//! Bounded intake queue with close-on-shutdown.

use std::sync::Mutex as StdMutex;
use std::sync::atomic::{AtomicBool, Ordering};

use tokio::sync::{Mutex, mpsc};

use crate::error::TaskError;
use crate::task::Task;

/// FIFO hand-off of tasks from submitters to workers, fixed capacity.
///
/// Built on a bounded mpsc channel: `submit` awaits a free slot when the
/// buffer is full (backpressure) and `take` delivers each task to exactly
/// one worker, in submission order. `close` flips an atomic flag so later
/// submits fail fast instead of blocking, and drops the intake sender so
/// `take` observes end-of-input once the buffer empties.
pub struct IntakeQueue {
    tx: StdMutex<Option<mpsc::Sender<Task>>>,
    rx: Mutex<mpsc::Receiver<Task>>,
    closed: AtomicBool,
}

impl IntakeQueue {
    /// Capacity is fixed at construction and must be > 0 (validated by the
    /// service config before anything is built).
    pub fn new(capacity: usize) -> Self {
        let (tx, rx) = mpsc::channel(capacity);
        Self {
            tx: StdMutex::new(Some(tx)),
            rx: Mutex::new(rx),
            closed: AtomicBool::new(false),
        }
    }

    /// Enqueue a task, waiting for a free slot when the buffer is full.
    ///
    /// Fails with `QueueClosed` once shutdown has begun; the flag is checked
    /// before blocking, so post-shutdown submits never hang. A submit that
    /// is already waiting on a slot when `close` runs holds its own sender
    /// clone and still lands in the buffer: no task is silently dropped.
    pub async fn submit(&self, task: Task) -> Result<(), TaskError> {
        if self.closed.load(Ordering::Acquire) {
            return Err(TaskError::QueueClosed);
        }
        let tx = {
            let slot = self.tx.lock().unwrap_or_else(|e| e.into_inner());
            slot.clone()
        };
        let Some(tx) = tx else {
            return Err(TaskError::QueueClosed);
        };
        tx.send(task).await.map_err(|_| TaskError::QueueClosed)
    }

    /// Dequeue the next task, waiting until one is available. Returns `None`
    /// once the queue is closed and every buffered task has been handed out,
    /// which is the worker loop's signal to terminate.
    pub async fn take(&self) -> Option<Task> {
        let mut rx = self.rx.lock().await;
        rx.recv().await
    }

    /// Stop accepting new tasks. Idempotent. Already-buffered tasks remain
    /// available to `take` until drained.
    pub fn close(&self) {
        self.closed.store(true, Ordering::Release);
        let mut slot = self.tx.lock().unwrap_or_else(|e| e.into_inner());
        *slot = None;
    }

    pub fn is_closed(&self) -> bool {
        self.closed.load(Ordering::Acquire)
    }
}

#[cfg(test)]
mod tests {
    use std::time::Duration;

    use tokio::time::timeout;

    use super::*;

    fn task(id: &str) -> Task {
        Task {
            id: id.to_string(),
            payload: String::new(),
            max_retries: 1,
        }
    }

    #[tokio::test]
    async fn delivers_in_submission_order() {
        let queue = IntakeQueue::new(4);
        queue.submit(task("t1")).await.unwrap();
        queue.submit(task("t2")).await.unwrap();
        queue.submit(task("t3")).await.unwrap();

        assert_eq!(queue.take().await.unwrap().id, "t1");
        assert_eq!(queue.take().await.unwrap().id, "t2");
        assert_eq!(queue.take().await.unwrap().id, "t3");
    }

    #[tokio::test]
    async fn submit_after_close_fails_immediately() {
        let queue = IntakeQueue::new(4);
        queue.close();

        let result = timeout(Duration::from_millis(100), queue.submit(task("t1"))).await;
        assert_eq!(result.unwrap(), Err(TaskError::QueueClosed));
    }

    #[tokio::test]
    async fn take_returns_none_when_closed_and_drained() {
        let queue = IntakeQueue::new(4);
        queue.submit(task("t1")).await.unwrap();
        queue.close();

        assert_eq!(queue.take().await.unwrap().id, "t1");
        assert!(queue.take().await.is_none());
    }

    #[tokio::test]
    async fn full_buffer_blocks_submit_until_a_slot_frees() {
        let queue = IntakeQueue::new(2);
        queue.submit(task("t1")).await.unwrap();
        queue.submit(task("t2")).await.unwrap();

        // Third submit must block: no free slot and nobody dequeuing.
        let blocked = timeout(Duration::from_millis(50), queue.submit(task("t3"))).await;
        assert!(blocked.is_err());

        // A dequeue frees a slot, after which the submit goes through.
        assert_eq!(queue.take().await.unwrap().id, "t1");
        timeout(Duration::from_millis(500), queue.submit(task("t3")))
            .await
            .unwrap()
            .unwrap();
    }

    #[tokio::test]
    async fn close_is_idempotent() {
        let queue = IntakeQueue::new(1);
        queue.close();
        queue.close();
        assert!(queue.is_closed());
    }
}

TASK DIRECTIONS: All of the material needs to be reproduced exactly as it reads.

TASK SOLUTION:
//! Bounded intake queue with close-on-shutdown.

use std::sync::Mutex as StdMutex;
use std::sync::atomic::{AtomicBool, Ordering};

use tokio::sync::{Mutex, mpsc};

use crate::error::TaskError;
use crate::task::Task;

/// FIFO hand-off of tasks from submitters to workers, fixed capacity.
///
/// Built on a bounded mpsc channel: `submit` awaits a free slot when the
/// buffer is full (backpressure) and `take` delivers each task to exactly
/// one worker, in submission order. `close` flips an atomic flag so later
/// submits fail fast instead of blocking, and drops the intake sender so
/// `take` observes end-of-input once the buffer empties.
pub struct IntakeQueue {
    tx: StdMutex<Option<mpsc::Sender<Task>>>,
    rx: Mutex<mpsc::Receiver<Task>>,
    closed: AtomicBool,
}

impl IntakeQueue {
    /// Capacity is fixed at construction and must be > 0 (validated by the
    /// service config before anything is built).
    pub fn new(capacity: usize) -> Self {
        let (tx, rx) = mpsc::channel(capacity);
        Self {
            tx: StdMutex::new(Some(tx)),
            rx: Mutex::new(rx),
            closed: AtomicBool::new(false),
        }
    }

    /// Enqueue a task, waiting for a free slot when the buffer is full.
    ///
    /// Fails with `QueueClosed` once shutdown has begun; the flag is checked
    /// before blocking, so post-shutdown submits never hang. A submit that
    /// is already waiting on a slot when `close` runs holds its own sender
    /// clone and still lands in the buffer: no task is silently dropped.
    pub async fn submit(&self, task: Task) -> Result<(), TaskError> {
        if self.closed.load(Ordering::Acquire) {
            return Err(TaskError::QueueClosed);
        }
        let tx = {
            let slot = self.tx.lock().unwrap_or_else(|e| e.into_inner());
            slot.clone()
        };
        let Some(tx) = tx else {
            return Err(TaskError::QueueClosed);
        };
        tx.send(task).await.map_err(|_| TaskError::QueueClosed)
    }

    /// Dequeue the next task, waiting until one is available. Returns `None`
    /// once the queue is closed and every buffered task has been handed out,
    /// which is the worker loop's signal to terminate.
    pub async fn take(&self) -> Option<Task> {
        let mut rx = self.rx.lock().await;
        rx.recv().await
    }

    /// Stop accepting new tasks. Idempotent. Already-buffered tasks remain
    /// available to `take` until drained.
    pub fn close(&self) {
        self.closed.store(true, Ordering::Release);
        let mut slot = self.tx.lock().unwrap_or_else(|e| e.into_inner());
        *slot = None;
    }

    pub fn is_closed(&self) -> bool {
        self.closed.load(Ordering::Acquire)
    }
}

#[cfg(test)]
mod tests {
    use std::time::Duration;

    use tokio::time::timeout;

    use super::*;

    fn task(id: &str) -> Task {
        Task {
            id: id.to_string(),
            payload: String::new(),
            max_retries: 1,
        }
    }

    #[tokio::test]
    async fn delivers_in_submission_order() {
        let queue = IntakeQueue::new(4);
        queue.submit(task("t1")).await.unwrap();
        queue.submit(task("t2")).await.unwrap();
        queue.submit(task("t3")).await.unwrap();

        assert_eq!(queue.take().await.unwrap().id, "t1");
        assert_eq!(queue.take().await.unwrap().id, "t2");
        assert_eq!(queue.take().await.unwrap().id, "t3");
    }

    #[tokio::test]
    async fn submit_after_close_fails_immediately() {
        let queue = IntakeQueue::new(4);
        queue.close();

        let result = timeout(Duration::from_millis(100), queue.submit(task("t1"))).await;
        assert_eq!(result.unwrap(), Err(TaskError::QueueClosed));
    }

    #[tokio::test]
    async fn take_returns_none_when_closed_and_drained() {
        let queue = IntakeQueue::new(4);
        queue.submit(task("t1")).await.unwrap();
        queue.close();

        assert_eq!(queue.take().await.unwrap().id, "t1");
        assert!(queue.take().await.is_none());
    }

    #[tokio::test]
    async fn full_buffer_blocks_submit_until_a_slot_frees() {
        let queue = IntakeQueue::new(2);
        queue.submit(task("t1")).await.unwrap();
        queue.submit(task("t2")).await.unwrap();

        // Third submit must block: no free slot and nobody dequeuing.
        let blocked = timeout(Duration::from_millis(50), queue.submit(task("t3"))).await;
        assert!(blocked.is_err());

        // A dequeue frees a slot, after which the submit goes through.
        assert_eq!(queue.take().await.unwrap().id, "t1");
        timeout(Duration::from_millis(500), queue.submit(task("t3")))
            .await
            .unwrap()
            .unwrap();
    }

    #[tokio::test]
    async fn close_is_idempotent() {
        let queue = IntakeQueue::new(1);
        queue.close();
        queue.close();
        assert!(queue.is_closed());
    }
}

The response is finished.